A primeira missão de um policial é proteger a vida. Todas as vidas (a dele e a vida do suspeito inclusive). Essa missão transcende o fato de estar ou não de folga. Portanto, sempre deve ter em mente que o treinamento, durante o qual foi-lhe ensinado intensivamente quais são os protocolos a ser cumpridos nas diversas situações de conflito. Ao obedecer as normas de engajamento de uso progressivo da força ensinados no treinamento, o policial não perderá a razão. Não importa se são mais pessoas, se o policial está de folga, está dentro do carro ou fora dele.
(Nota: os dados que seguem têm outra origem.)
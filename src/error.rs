//! Error types for configuration loading.

use std::path::PathBuf;
use thiserror::Error;

/// Errors returned by a configuration load
#[derive(Debug, Error)]
pub enum LoadError {
    /// The bound config file could not be read or parsed.
    #[error("unable to read config: {source}")]
    Read {
        path: Option<PathBuf>,
        #[source]
        source: config::ConfigError,
    },

    /// The merged settings could not populate the target structure.
    #[error("unable to parse config: {0}")]
    Parse(#[source] config::ConfigError),

    /// The target's current values could not be captured.
    #[error("unable to capture current config values: {0}")]
    Snapshot(#[source] serde_json::Error),

    #[error("Invalid configuration key '{key}': {source}")]
    InvalidKey {
        key: String,
        #[source]
        source: config::ConfigError,
    },

    #[error("Configuration error: {0}")]
    ConfigError(String),
}

impl LoadError {
    /// Path of the config file involved in a read failure, if any.
    pub fn path(&self) -> Option<&std::path::Path> {
        match self {
            LoadError::Read { path, .. } => path.as_deref(),
            _ => None,
        }
    }
}
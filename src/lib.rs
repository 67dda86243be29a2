//! Confload: Layered Configuration Loading
//!
//! Fills a configuration structure from the defaults declared next to its
//! fields, environment variables and an optional config file, in that order
//! of increasing precedence.

pub mod config;
pub mod error;
pub mod logging;

pub use crate::config::{init, init_from_file, ConfigLoader, Fields, Schema};
pub use error::LoadError;
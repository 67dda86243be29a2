//! Sources layered over the registered defaults.

pub mod config_file;
pub mod environment;
//! Logging System
//!
//! Structured logging implementation using the `tracing` crate. Provides configurable
//! log levels, output formats, and destinations. `LoggingConfig` declares its own
//! defaults, so host applications can embed it in their configuration and load it
//! through [`crate::config`].

use crate::config::{Fields, Schema};
use crate::error::LoadError;
use serde::{Deserialize, Serialize};
use std::collections::HashMap;
use std::fs::File;
use std::path::{Path, PathBuf};
use std::sync::Arc;
use tracing_subscriber::fmt::time::ChronoUtc;
use tracing_subscriber::fmt::writer::{BoxMakeWriter, MakeWriterExt};
use tracing_subscriber::{fmt, layer::SubscriberExt, util::SubscriberInitExt, EnvFilter, Registry};

/// Logging configuration
#[derive(Debug, Clone, Serialize, Deserialize)]
#[serde(default)]
pub struct LoggingConfig {
    /// Log level: trace, debug, info, warn, error, off
    pub level: String,

    /// Output format: json, text (default: text)
    pub format: String,

    /// Output destination: stdout, stderr, file, both (stdout and file)
    pub output: String,

    /// Log file path (if output includes a file)
    pub file: PathBuf,

    /// Enable colored output (text format only, terminal outputs only)
    pub color: bool,

    /// Module-specific log levels
    pub modules: HashMap<String, String>,
}

const DEFAULT_LEVEL: &str = "info";
const DEFAULT_FORMAT: &str = "text";
const DEFAULT_OUTPUT: &str = "stdout";
const DEFAULT_FILE: &str = "confload.log";

impl Default for LoggingConfig {
    fn default() -> Self {
        Self {
            level: DEFAULT_LEVEL.to_string(),
            format: DEFAULT_FORMAT.to_string(),
            output: DEFAULT_OUTPUT.to_string(),
            file: PathBuf::from(DEFAULT_FILE),
            color: true,
            modules: HashMap::new(),
        }
    }
}

impl Schema for LoggingConfig {
    fn describe(&self, fields: &mut Fields<'_>) {
        fields
            .leaf("level", DEFAULT_LEVEL)
            .leaf("format", DEFAULT_FORMAT)
            .leaf("output", DEFAULT_OUTPUT)
            .leaf("file", DEFAULT_FILE)
            .leaf("color", "true");
    }
}

/// Initialize the logging system
///
/// Priority order (highest to lowest):
/// 1. Environment variables (CONFLOAD_LOG, CONFLOAD_LOG_FORMAT, etc.)
/// 2. Configuration
/// 3. Defaults
///
/// Fails if a global subscriber is already installed.
pub fn init_logging(config: Option<&LoggingConfig>) -> Result<(), LoadError> {
    let filter = build_env_filter(config)?;
    let format = determine_format(config)?;
    let output = determine_output(config)?;

    let use_color = config.map(|c| c.color).unwrap_or(true) && !output.file;
    let writer = make_writer(&output, config)?;

    let base_subscriber = Registry::default().with(filter);
    let result = if format == "json" {
        base_subscriber
            .with(
                fmt::layer()
                    .json()
                    .with_target(true)
                    .with_timer(ChronoUtc::rfc_3339())
                    .with_writer(writer),
            )
            .try_init()
    } else {
        base_subscriber
            .with(
                fmt::layer()
                    .with_target(true)
                    .with_timer(ChronoUtc::rfc_3339())
                    .with_ansi(use_color)
                    .with_writer(writer),
            )
            .try_init()
    };

    result.map_err(|e| LoadError::ConfigError(format!("Failed to initialize logging: {}", e)))
}

fn make_writer(
    output: &OutputDestinations,
    config: Option<&LoggingConfig>,
) -> Result<BoxMakeWriter, LoadError> {
    let writer = match (output.terminal, output.file) {
        (Terminal::Stdout, true) => {
            BoxMakeWriter::new(std::io::stdout.and(open_log_file(config)?))
        }
        (Terminal::Stderr, true) => {
            BoxMakeWriter::new(std::io::stderr.and(open_log_file(config)?))
        }
        (Terminal::None, true) => BoxMakeWriter::new(open_log_file(config)?),
        (Terminal::Stderr, false) => BoxMakeWriter::new(std::io::stderr),
        (Terminal::Stdout, false) | (Terminal::None, false) => BoxMakeWriter::new(std::io::stdout),
    };
    Ok(writer)
}

fn open_log_file(config: Option<&LoggingConfig>) -> Result<Arc<File>, LoadError> {
    let log_file = config
        .map(|c| c.file.clone())
        .unwrap_or_else(|| PathBuf::from(DEFAULT_FILE));

    if let Some(parent) = log_file.parent().filter(|p| !p.as_os_str().is_empty()) {
        std::fs::create_dir_all(parent)
            .map_err(|e| LoadError::ConfigError(format!("Failed to create log directory: {}", e)))?;
    }
    open_append(&log_file).map(Arc::new)
}

fn open_append(path: &Path) -> Result<File, LoadError> {
    std::fs::OpenOptions::new()
        .create(true)
        .append(true)
        .open(path)
        .map_err(|e| LoadError::ConfigError(format!("Failed to open log file {:?}: {}", path, e)))
}

/// Build environment filter from config or environment variables
fn build_env_filter(config: Option<&LoggingConfig>) -> Result<EnvFilter, LoadError> {
    if let Ok(filter) = EnvFilter::try_from_env("CONFLOAD_LOG") {
        return Ok(filter);
    }

    let level = config.map(|c| c.level.as_str()).unwrap_or(DEFAULT_LEVEL);
    if level == "off" {
        return Ok(EnvFilter::new("off"));
    }

    let mut filter = EnvFilter::new(level);

    if let Some(config) = config {
        for (module, module_level) in &config.modules {
            filter = filter.add_directive(parse_directive(module, module_level)?);
        }
    }

    if let Ok(modules_str) = std::env::var("CONFLOAD_LOG_MODULES") {
        for module_spec in modules_str.split(',') {
            if let Some((module, module_level)) = module_spec.split_once('=') {
                filter = filter.add_directive(parse_directive(module.trim(), module_level.trim())?);
            }
        }
    }

    Ok(filter)
}

fn parse_directive(
    module: &str,
    level: &str,
) -> Result<tracing_subscriber::filter::Directive, LoadError> {
    format!("{}={}", module, level)
        .parse()
        .map_err(|e| LoadError::ConfigError(format!("Invalid log directive: {}", e)))
}

/// Determine output format from config or environment
fn determine_format(config: Option<&LoggingConfig>) -> Result<String, LoadError> {
    if let Ok(format) = std::env::var("CONFLOAD_LOG_FORMAT") {
        if format == "json" || format == "text" {
            return Ok(format);
        }
    }

    let format = config.map(|c| c.format.as_str()).unwrap_or(DEFAULT_FORMAT);
    if format != "json" && format != "text" {
        return Err(LoadError::ConfigError(format!(
            "Invalid log format: {} (must be 'json' or 'text')",
            format
        )));
    }

    Ok(format.to_string())
}

#[derive(Debug, Clone, Copy, PartialEq, Eq)]
enum Terminal {
    Stdout,
    Stderr,
    None,
}

/// Output destinations
#[derive(Debug)]
struct OutputDestinations {
    terminal: Terminal,
    file: bool,
}

/// Determine output destinations from config or environment
fn determine_output(config: Option<&LoggingConfig>) -> Result<OutputDestinations, LoadError> {
    if let Ok(output) = std::env::var("CONFLOAD_LOG_OUTPUT") {
        return parse_output_destinations(&output);
    }

    let output = config.map(|c| c.output.as_str()).unwrap_or(DEFAULT_OUTPUT);
    parse_output_destinations(output)
}

fn parse_output_destinations(output: &str) -> Result<OutputDestinations, LoadError> {
    let (terminal, file) = match output {
        "stdout" => (Terminal::Stdout, false),
        "stderr" => (Terminal::Stderr, false),
        "file" => (Terminal::None, true),
        "both" => (Terminal::Stdout, true),
        _ => {
            return Err(LoadError::ConfigError(format!(
                "Invalid log output: {} (must be 'stdout', 'stderr', 'file', or 'both')",
                output
            )))
        }
    };
    Ok(OutputDestinations { terminal, file })
}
Ao cumprir o que lhe foi ensinado, adaptando situações semelhantes à luz do bom-senso, certamente poderá contornar situações conflituosas sem piorá-las.
E se uma ou várias dessas pessoas estiverem portando facão e virem para cima dele?
Essa situação, se é que ocorreu, é de difícil solução. Porém, o uso do armamento precisa ser progressivo, ou seja, avisar as pessoas de que irá sacar a arma, sacar a arma, disparo de advertência, disparo visando partes não-letais do corpo, especialmente canela e pés, e, se tudo isso falhar, disparo letal. Claro que podem ocorrer situações extremas em que essas fases não poderão ser obedecidas, sob pena de elevado risco de morte do policial; porém, são exceções, pois a maioria dos conflitos é de caráter progressivo, ou seja, “vem crescendo até ocorrer”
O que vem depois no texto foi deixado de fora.